# YOUR GOAL
Go to the line containing "pub fn in_home(home: &Path)" in the records below and print it and every following line exactly, on through the line containing "let content = match", then stop.

# RECORDED DATA
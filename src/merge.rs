//! Secret-aware merge of an incoming configuration document
//!
//! Clients only ever see masked secrets, and they send back the whole tree
//! they last read. The merge keeps real credentials intact when a client
//! echoes a masked (or blank) placeholder, while every other branch the
//! client sends replaces the stored one wholesale.

use crate::secrets::{is_secret, MASK_MARKER};
use serde_json::{Map, Value};

/// Check whether a submitted secret is a placeholder rather than a real value
pub fn looks_masked(value: &str) -> bool {
    value.is_empty() || value.ends_with(MASK_MARKER)
}

/// Merge `incoming` over `existing`, restoring secrets the client only echoed.
///
/// This is a full-replace merge: keys missing from `incoming` are not carried
/// over from `existing`. The only values taken from `existing` are secrets
/// for which the client submitted a placeholder.
pub fn merge_secrets(incoming: Value, existing: &Value) -> Value {
    let (incoming, existing) = match (incoming, existing) {
        (Value::Object(incoming), Value::Object(existing)) => (incoming, existing),
        (incoming, _) => return incoming,
    };

    let empty = Value::Object(Map::new());
    let merged: Map<String, Value> = incoming
        .into_iter()
        .map(|(key, value)| {
            let value = match value {
                Value::String(ref s) if is_secret(&key) && looks_masked(s) => existing
                    .get(&key)
                    .cloned()
                    .unwrap_or_else(|| Value::String(String::new())),
                other => merge_secrets(other, existing.get(&key).unwrap_or(&empty)),
            };
            (key, value)
        })
        .collect();

    Value::Object(merged)
}
//! Secret classification and masking for the gateway configuration
//!
//! Secrets are identified purely by the name of the key that holds them,
//! wherever that key appears in the document. Masked values keep a short
//! prefix so operators can tell which credential is configured without the
//! full value ever leaving the control plane.

use serde_json::{Map, Value};

/// Marker appended to (or standing in for) a masked secret
pub const MASK_MARKER: &str = "***";

/// Number of leading characters kept visible when masking long secrets
const MASK_VISIBLE_CHARS: usize = 8;

/// Leaf key names that hold credentials
pub const SECRET_FIELDS: &[&str] = &[
    "api_key",
    "token",
    "app_secret",
    "encrypt_key",
    "verification_token",
    "bot_token",
    "app_token",
    "channel_secret",
    "channel_access_token",
    "client_secret",
];

/// Check whether a key name is classified as secret
pub fn is_secret(key: &str) -> bool {
    SECRET_FIELDS.contains(&key)
}

/// Mask a single secret value.
///
/// Values of up to eight characters collapse to the bare marker, longer
/// values keep their first eight characters.
pub fn mask_value(value: &str) -> String {
    let mut chars = value.chars();
    let prefix: String = chars.by_ref().take(MASK_VISIBLE_CHARS).collect();
    if chars.next().is_none() {
        return MASK_MARKER.to_string();
    }
    format!("{}{}", prefix, MASK_MARKER)
}

/// Return a copy of the document with every non-empty secret string masked.
///
/// Empty secrets and secrets holding non-string values are left as they are,
/// so a reader can still see that nothing is configured.
pub fn mask_secrets(document: &Value) -> Value {
    match document {
        Value::Object(map) => {
            let masked: Map<String, Value> = map
                .iter()
                .map(|(key, value)| {
                    let value = match value {
                        Value::String(s) if is_secret(key) && !s.is_empty() => {
                            Value::String(mask_value(s))
                        }
                        other => mask_secrets(other),
                    };
                    (key.clone(), value)
                })
                .collect();
            Value::Object(masked)
        }
        Value::Array(items) => Value::Array(items.iter().map(mask_secrets).collect()),
        leaf => leaf.clone(),
    }
}
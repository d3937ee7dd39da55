//! Bounded buffer of recent gateway output lines

use regex::Regex;
use std::borrow::Cow;
use std::collections::VecDeque;
use std::sync::LazyLock;

/// Default number of lines retained
pub const DEFAULT_LOG_CAPACITY: usize = 500;

/// CSI escape sequences (colors, cursor movement, erase)
static ANSI_ESCAPE: LazyLock<Regex> = LazyLock::new(|| {
    Regex::new(r"\x1b\[[0-?]*[ -/]*[@-~]").expect("valid ANSI escape pattern")
});

/// Remove ANSI escape sequences from a line of output
pub fn strip_ansi(line: &str) -> Cow<'_, str> {
    ANSI_ESCAPE.replace_all(line, "")
}

/// Fixed-capacity FIFO of output lines. The oldest line is dropped once
/// capacity is reached.
#[derive(Debug, Clone)]
pub struct LogBuffer {
    lines: VecDeque<String>,
    capacity: usize,
}

impl LogBuffer {
    pub fn new(capacity: usize) -> Self {
        let capacity = capacity.max(1);
        Self {
            lines: VecDeque::with_capacity(capacity),
            capacity,
        }
    }

    pub fn push(&mut self, line: impl Into<String>) {
        if self.lines.len() == self.capacity {
            self.lines.pop_front();
        }
        self.lines.push_back(line.into());
    }

    /// Copy of the buffered lines, oldest first
    pub fn snapshot(&self) -> Vec<String> {
        self.lines.iter().cloned().collect()
    }
}

impl Default for LogBuffer {
    fn default() -> Self {
        Self::new(DEFAULT_LOG_CAPACITY)
    }
}
//! On-disk storage for the gateway configuration document
//!
//! Reads never fail: a missing or unparsable file yields the built-in
//! default document. Writes replace the whole file atomically, and
//! [`ConfigStore::update`] serializes read-modify-write cycles so two
//! concurrent writers cannot both merge against the same stale snapshot.

use crate::error::StoreError;
use parking_lot::Mutex;
use serde_json::{json, Value};
use std::io::Write;
use std::path::{Path, PathBuf};
use tracing::{debug, info, warn};

/// File name of the gateway configuration inside the home directory
pub const CONFIG_FILE_NAME: &str = "config.json";

pub struct ConfigStore {
    path: PathBuf,
    write_lock: Mutex<()>,
}

impl ConfigStore {
    pub fn new(path: impl Into<PathBuf>) -> Self {
        Self {
            path: path.into(),
            write_lock: Mutex::new(()),
        }
    }

    /// Store for `<home>/config.json`
    pub fn in_home(home: &Path) -> Self {
        Self::new(home.join(CONFIG_FILE_NAME))
    }

    pub fn path(&self) -> &Path {
        &self.path
    }

    /// Load the stored document, falling back to the defaults
    pub fn load(&self) -> Value {
        let content = match std::fs::read_to_string(&self.path) {
            Ok(content) => content,
            Err(e) if e.kind() == std::io::ErrorKind::NotFound => {
                debug!(path = %self.path.display(), "No stored config, using defaults");
                return default_document();
            }
            Err(e) => {
                warn!(path = %self.path.display(), error = %e, "Failed to read config, using defaults");
                return default_document();
            }
        };

        match serde_json::from_str(&content) {
            Ok(document) => document,
            Err(e) => {
                warn!(path = %self.path.display(), error = %e, "Failed to parse config, using defaults");
                default_document()
            }
        }
    }

    /// Replace the stored document
    pub fn save(&self, document: &Value) -> Result<(), StoreError> {
        let dir = self
            .path
            .parent()
            .filter(|p| !p.as_os_str().is_empty())
            .unwrap_or_else(|| Path::new("."));
        std::fs::create_dir_all(dir).map_err(|source| StoreError::CreateDir {
            path: dir.to_path_buf(),
            source,
        })?;

        let body = serde_json::to_string_pretty(document)?;
        let write_err = |source| StoreError::Write {
            path: self.path.clone(),
            source,
        };

        // Write next to the target so the rename stays on one filesystem
        let mut file = tempfile::NamedTempFile::new_in(dir).map_err(write_err)?;
        file.write_all(body.as_bytes()).map_err(write_err)?;
        file.as_file().sync_all().map_err(write_err)?;
        file.persist(&self.path).map_err(|e| write_err(e.error))?;

        info!(path = %self.path.display(), "Config saved");
        Ok(())
    }

    /// Load, transform and save the document while holding the write lock.
    /// Returns the document that was saved.
    pub fn update<F>(&self, f: F) -> Result<Value, StoreError>
    where
        F: FnOnce(&Value) -> Value,
    {
        let _guard = self.write_lock.lock();
        let existing = self.load();
        let updated = f(&existing);
        self.save(&updated)?;
        Ok(updated)
    }
}

/// The document used when nothing has been stored yet
pub fn default_document() -> Value {
    json!({
        "agents": {
            "defaults": {
                "workspace": "~/.picoclaw/workspace",
                "restrict_to_workspace": true,
                "provider": "",
                "model": "glm-4.7",
                "max_tokens": 8192,
                "temperature": 0.7,
                "max_tool_iterations": 20
            }
        },
        "channels": {
            "telegram": {"enabled": false, "token": "", "proxy": "", "allow_from": []},
            "discord": {"enabled": false, "token": "", "allow_from": []},
            "slack": {"enabled": false, "bot_token": "", "app_token": "", "allow_from": []},
            "whatsapp": {"enabled": false, "bridge_url": "ws://localhost:3001", "allow_from": []},
            "feishu": {
                "enabled": false,
                "app_id": "",
                "app_secret": "",
                "encrypt_key": "",
                "verification_token": "",
                "allow_from": []
            },
            "dingtalk": {"enabled": false, "client_id": "", "client_secret": "", "allow_from": []},
            "qq": {"enabled": false, "app_id": "", "app_secret": "", "allow_from": []},
            "line": {
                "enabled": false,
                "channel_secret": "",
                "channel_access_token": "",
                "webhook_host": "0.0.0.0",
                "webhook_port": 18791,
                "webhook_path": "/webhook/line",
                "allow_from": []
            },
            "maixcam": {"enabled": false, "host": "0.0.0.0", "port": 18790, "allow_from": []}
        },
        "providers": {
            "anthropic": {"api_key": ""},
            "openai": {"api_key": "", "api_base": ""},
            "openrouter": {"api_key": ""},
            "deepseek": {"api_key": ""},
            "groq": {"api_key": ""},
            "gemini": {"api_key": ""},
            "zhipu": {"api_key": "", "api_base": ""},
            "vllm": {"api_key": "", "api_base": ""},
            "nvidia": {"api_key": "", "api_base": ""},
            "moonshot": {"api_key": ""}
        },
        "gateway": {"host": "0.0.0.0", "port": 18790},
        "tools": {
            "web": {
                "brave": {"enabled": false, "api_key": "", "max_results": 5},
                "duckduckgo": {"enabled": true, "max_results": 5}
            }
        },
        "heartbeat": {"enabled": true, "interval": 30},
        "devices": {"enabled": false, "monitor_usb": false}
    })
}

# ANSWER
    pub fn in_home(home: &Path) -> Self {
        Self::new(home.join(CONFIG_FILE_NAME))
    }

    pub fn path(&self) -> &Path {
        &self.path
    }

    /// Load the stored document, falling back to the defaults
    pub fn load(&self) -> Value {
        let content = match std::fs::read_to_string(&self.path) {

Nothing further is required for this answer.